-- YOUR OBJECTIVE --
Could you write out the listing below again, exactly?
──────────────────────────────
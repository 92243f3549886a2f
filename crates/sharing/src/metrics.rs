//! Recording and reading health metrics.

use database::health_metric::{self, MetricUpdate};
use database::{validation, Database, HealthMetric, MetricType, NewHealthMetric};
use serde::{Deserialize, Serialize};
use tracing::{debug, info};

use crate::error::{Result, SharingError};
use crate::guard::{self, AccessGuard};
use crate::notifier::{self, FanoutReport};

/// Default number of readings returned by a list call.
pub const DEFAULT_LIST_LIMIT: i64 = 100;

/// Largest accepted list limit.
pub const MAX_LIST_LIMIT: i64 = 500;

/// Filters for listing readings.
#[derive(Debug, Clone, Default, PartialEq, Eq, Deserialize)]
pub struct MetricQuery {
    pub metric_type: Option<MetricType>,
    pub limit: Option<i64>,
}

impl MetricQuery {
    fn effective_limit(&self) -> i64 {
        self.limit.unwrap_or(DEFAULT_LIST_LIMIT).clamp(1, MAX_LIST_LIMIT)
    }
}

/// A stored reading and what its fanout produced.
#[derive(Debug, Clone, PartialEq, Eq, Serialize)]
pub struct RecordedMetric {
    pub metric: HealthMetric,
    pub fanout: FanoutReport,
}

/// Writes readings (with fanout) and serves guarded reads.
#[derive(Debug, Clone)]
pub struct MetricService {
    db: Database,
    guard: AccessGuard,
}

impl MetricService {
    pub fn new(db: Database) -> Self {
        let guard = AccessGuard::new(db.clone());
        Self { db, guard }
    }

    /// Store a reading for `owner_id` and notify every active viewer.
    ///
    /// The reading, its notifications and its queue entries commit together.
    pub async fn record_metric(&self, owner_id: &str, new: NewHealthMetric) -> Result<RecordedMetric> {
        let new = validate_new(new)?;

        let mut tx = self.db.begin().await?;
        let metric = health_metric::insert_metric(&mut *tx, owner_id, &new).await?;
        let fanout = notifier::on_metric_created(&mut *tx, &metric).await?;
        tx.commit().await?;

        info!(
            metric_id = %metric.id,
            owner_id,
            metric_type = %metric.metric_type,
            viewers_notified = fanout.notifications,
            "Reading recorded"
        );

        Ok(RecordedMetric { metric, fanout })
    }

    /// List `owner_id`'s readings as seen by `viewer_id`.
    ///
    /// Fails with [`SharingError::Forbidden`] if the viewer has no active grant.
    pub async fn list_metrics(&self, viewer_id: &str, owner_id: &str, query: &MetricQuery) -> Result<Vec<HealthMetric>> {
        self.guard.ensure_can_read(viewer_id, owner_id).await?;

        Ok(health_metric::list_metrics(self.db.pool(), owner_id, query.metric_type, query.effective_limit()).await?)
    }

    /// Get a single reading as seen by `viewer_id`.
    ///
    /// A reading the viewer may not see is reported as not found.
    pub async fn get_metric(&self, viewer_id: &str, metric_id: &str) -> Result<HealthMetric> {
        let not_found = || SharingError::not_found("HealthMetric", metric_id);

        let metric = health_metric::find_metric(self.db.pool(), metric_id)
            .await?
            .ok_or_else(not_found)?;

        if !guard::can_read(self.db.pool(), viewer_id, &metric.owner_id).await? {
            debug!(viewer_id, metric_id, "Read denied");
            return Err(not_found());
        }

        Ok(metric)
    }

    /// Edit one of `owner_id`'s readings. Viewers are not notified of edits.
    pub async fn update_metric(&self, owner_id: &str, metric_id: &str, update: MetricUpdate) -> Result<HealthMetric> {
        let value = update.value.trim().to_string();
        let unit = update.unit.trim().to_string();
        validation::validate_metric_value(&value)?;
        validation::validate_unit(&unit)?;
        let update = MetricUpdate {
            value,
            unit,
            notes: clean_notes(update.notes)?,
            recorded_at: update
                .recorded_at
                .as_deref()
                .map(validation::normalize_timestamp)
                .transpose()?,
        };

        let metric = health_metric::update_metric(self.db.pool(), owner_id, metric_id, &update).await?;
        info!(metric_id, owner_id, "Reading updated");
        Ok(metric)
    }

    /// Delete one of `owner_id`'s readings.
    pub async fn delete_metric(&self, owner_id: &str, metric_id: &str) -> Result<()> {
        health_metric::delete_metric(self.db.pool(), owner_id, metric_id).await?;
        info!(metric_id, owner_id, "Reading deleted");
        Ok(())
    }
}

fn validate_new(new: NewHealthMetric) -> Result<NewHealthMetric> {
    let value = new.value.trim().to_string();
    let unit = new.unit.trim().to_string();
    validation::validate_metric_value(&value)?;
    validation::validate_unit(&unit)?;

    let recorded_at = new
        .recorded_at
        .as_deref()
        .map(validation::normalize_timestamp)
        .transpose()?;

    Ok(NewHealthMetric {
        metric_type: new.metric_type,
        value,
        unit,
        notes: clean_notes(new.notes)?,
        recorded_at,
    })
}

fn clean_notes(notes: Option<String>) -> Result<Option<String>> {
    match notes.map(|n| n.trim().to_string()).filter(|n| !n.is_empty()) {
        Some(notes) => {
            validation::validate_notes(&notes)?;
            Ok(Some(notes))
        }
        None => Ok(None),
    }
}
//! Application state shared across handlers.

use std::sync::Arc;

use assistant::{Assistant, ChatService};
use database::Database;
use sharing::{Inbox, MetricService, PermissionManager, RequestWorkflow, SettingsService};

/// Shared application state.
#[derive(Clone)]
pub struct AppState {
    pub workflow: RequestWorkflow,
    pub metrics: MetricService,
    pub permissions: PermissionManager,
    pub settings: SettingsService,
    pub inbox: Inbox,
    pub chat: ChatService,
}

impl AppState {
    /// Build every service on top of one database handle.
    pub fn new(db: Database, assistant: Arc<dyn Assistant>, history_turns: usize) -> Self {
        Self {
            workflow: RequestWorkflow::new(db.clone()),
            metrics: MetricService::new(db.clone()),
            permissions: PermissionManager::new(db.clone()),
            settings: SettingsService::new(db.clone()),
            inbox: Inbox::new(db.clone()),
            chat: ChatService::new(db, assistant).with_history_turns(history_turns),
        }
    }
}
──────────────────────────────
-- ANSWER TO THIS PROBLEM --
repository 92243f3549886a2f
filename crates/sharing/src/metrics.rs
//! Recording and reading health metrics.

use database::health_metric::{self, MetricUpdate};
use database::{validation, Database, HealthMetric, MetricType, NewHealthMetric};
use serde::{Deserialize, Serialize};
use tracing::{debug, info};

use crate::error::{Result, SharingError};
use crate::guard::{self, AccessGuard};
use crate::notifier::{self, FanoutReport};

/// Default number of readings returned by a list call.
pub const DEFAULT_LIST_LIMIT: i64 = 100;

/// Largest accepted list limit.
pub const MAX_LIST_LIMIT: i64 = 500;

/// Filters for listing readings.
#[derive(Debug, Clone, Default, PartialEq, Eq, Deserialize)]
pub struct MetricQuery {
    pub metric_type: Option<MetricType>,
    pub limit: Option<i64>,
}

impl MetricQuery {
    fn effective_limit(&self) -> i64 {
        self.limit.unwrap_or(DEFAULT_LIST_LIMIT).clamp(1, MAX_LIST_LIMIT)
    }
}

/// A stored reading and what its fanout produced.
#[derive(Debug, Clone, PartialEq, Eq, Serialize)]
pub struct RecordedMetric {
    pub metric: HealthMetric,
    pub fanout: FanoutReport,
}

/// Writes readings (with fanout) and serves guarded reads.
#[derive(Debug, Clone)]
pub struct MetricService {
    db: Database,
    guard: AccessGuard,
}

impl MetricService {
    pub fn new(db: Database) -> Self {
        let guard = AccessGuard::new(db.clone());
        Self { db, guard }
    }

    /// Store a reading for `owner_id` and notify every active viewer.
    ///
    /// The reading, its notifications and its queue entries commit together.
    pub async fn record_metric(&self, owner_id: &str, new: NewHealthMetric) -> Result<RecordedMetric> {
        let new = validate_new(new)?;

        let mut tx = self.db.begin().await?;
        let metric = health_metric::insert_metric(&mut *tx, owner_id, &new).await?;
        let fanout = notifier::on_metric_created(&mut *tx, &metric).await?;
        tx.commit().await?;

        info!(
            metric_id = %metric.id,
            owner_id,
            metric_type = %metric.metric_type,
            viewers_notified = fanout.notifications,
            "Reading recorded"
        );

        Ok(RecordedMetric { metric, fanout })
    }

    /// List `owner_id`'s readings as seen by `viewer_id`.
    ///
    /// Fails with [`SharingError::Forbidden`] if the viewer has no active grant.
    pub async fn list_metrics(&self, viewer_id: &str, owner_id: &str, query: &MetricQuery) -> Result<Vec<HealthMetric>> {
        self.guard.ensure_can_read(viewer_id, owner_id).await?;

        Ok(health_metric::list_metrics(self.db.pool(), owner_id, query.metric_type, query.effective_limit()).await?)
    }

    /// Get a single reading as seen by `viewer_id`.
    ///
    /// A reading the viewer may not see is reported as not found.
    pub async fn get_metric(&self, viewer_id: &str, metric_id: &str) -> Result<HealthMetric> {
        let not_found = || SharingError::not_found("HealthMetric", metric_id);

        let metric = health_metric::find_metric(self.db.pool(), metric_id)
            .await?
            .ok_or_else(not_found)?;

        if !guard::can_read(self.db.pool(), viewer_id, &metric.owner_id).await? {
            debug!(viewer_id, metric_id, "Read denied");
            return Err(not_found());
        }

        Ok(metric)
    }

    /// Edit one of `owner_id`'s readings. Viewers are not notified of edits.
    pub async fn update_metric(&self, owner_id: &str, metric_id: &str, update: MetricUpdate) -> Result<HealthMetric> {
        let value = update.value.trim().to_string();
        let unit = update.unit.trim().to_string();
        validation::validate_metric_value(&value)?;
        validation::validate_unit(&unit)?;
        let update = MetricUpdate {
            value,
            unit,
            notes: clean_notes(update.notes)?,
            recorded_at: update
                .recorded_at
                .as_deref()
                .map(validation::normalize_timestamp)
                .transpose()?,
        };

        let metric = health_metric::update_metric(self.db.pool(), owner_id, metric_id, &update).await?;
        info!(metric_id, owner_id, "Reading updated");
        Ok(metric)
    }

    /// Delete one of `owner_id`'s readings.
    pub async fn delete_metric(&self, owner_id: &str, metric_id: &str) -> Result<()> {
        health_metric::delete_metric(self.db.pool(), owner_id, metric_id).await?;
        info!(metric_id, owner_id, "Reading deleted");
        Ok(())
    }
}

fn validate_new(new: NewHealthMetric) -> Result<NewHealthMetric> {
    let value = new.value.trim().to_string();
    let unit = new.unit.trim().to_string();
    validation::validate_metric_value(&value)?;
    validation::validate_unit(&unit)?;

    let recorded_at = new
        .recorded_at
        .as_deref()
        .map(validation::normalize_timestamp)
        .transpose()?;

    Ok(NewHealthMetric {
        metric_type: new.metric_type,
        value,
        unit,
        notes: clean_notes(new.notes)?,
        recorded_at,
    })
}

fn clean_notes(notes: Option<String>) -> Result<Option<String>> {
    match notes.map(|n| n.trim().to_string()).filter(|n| !n.is_empty()) {
        Some(notes) => {
            validation::validate_notes(&notes)?;
            Ok(Some(notes))
        }
        None => Ok(None),
    }
}
//! Application state shared across handlers.

use std::sync::Arc;

use assistant::{Assistant, ChatService};
use database::Database;
use sharing::{Inbox, MetricService, PermissionManager, RequestWorkflow, SettingsService};

/// Shared application state.
#[derive(Clone)]
pub struct AppState {
    pub workflow: RequestWorkflow,
    pub metrics: MetricService,
    pub permissions: PermissionManager,
    pub settings: SettingsService,
    pub inbox: Inbox,
    pub chat: ChatService,
}

impl AppState {
    /// Build every service on top of one database handle.
    pub fn new(db: Database, assistant: Arc<dyn Assistant>, history_turns: usize) -> Self {
        Self {
            workflow: RequestWorkflow::new(db.clone()),
            metrics: MetricService::new(db.clone()),
            permissions: PermissionManager::new(db.clone()),
            settings: SettingsService::new(db.clone()),
            inbox: Inbox::new(db.clone()),
            chat: ChatService::new(db, assistant).with_history_turns(history_turns),
        }
    }
}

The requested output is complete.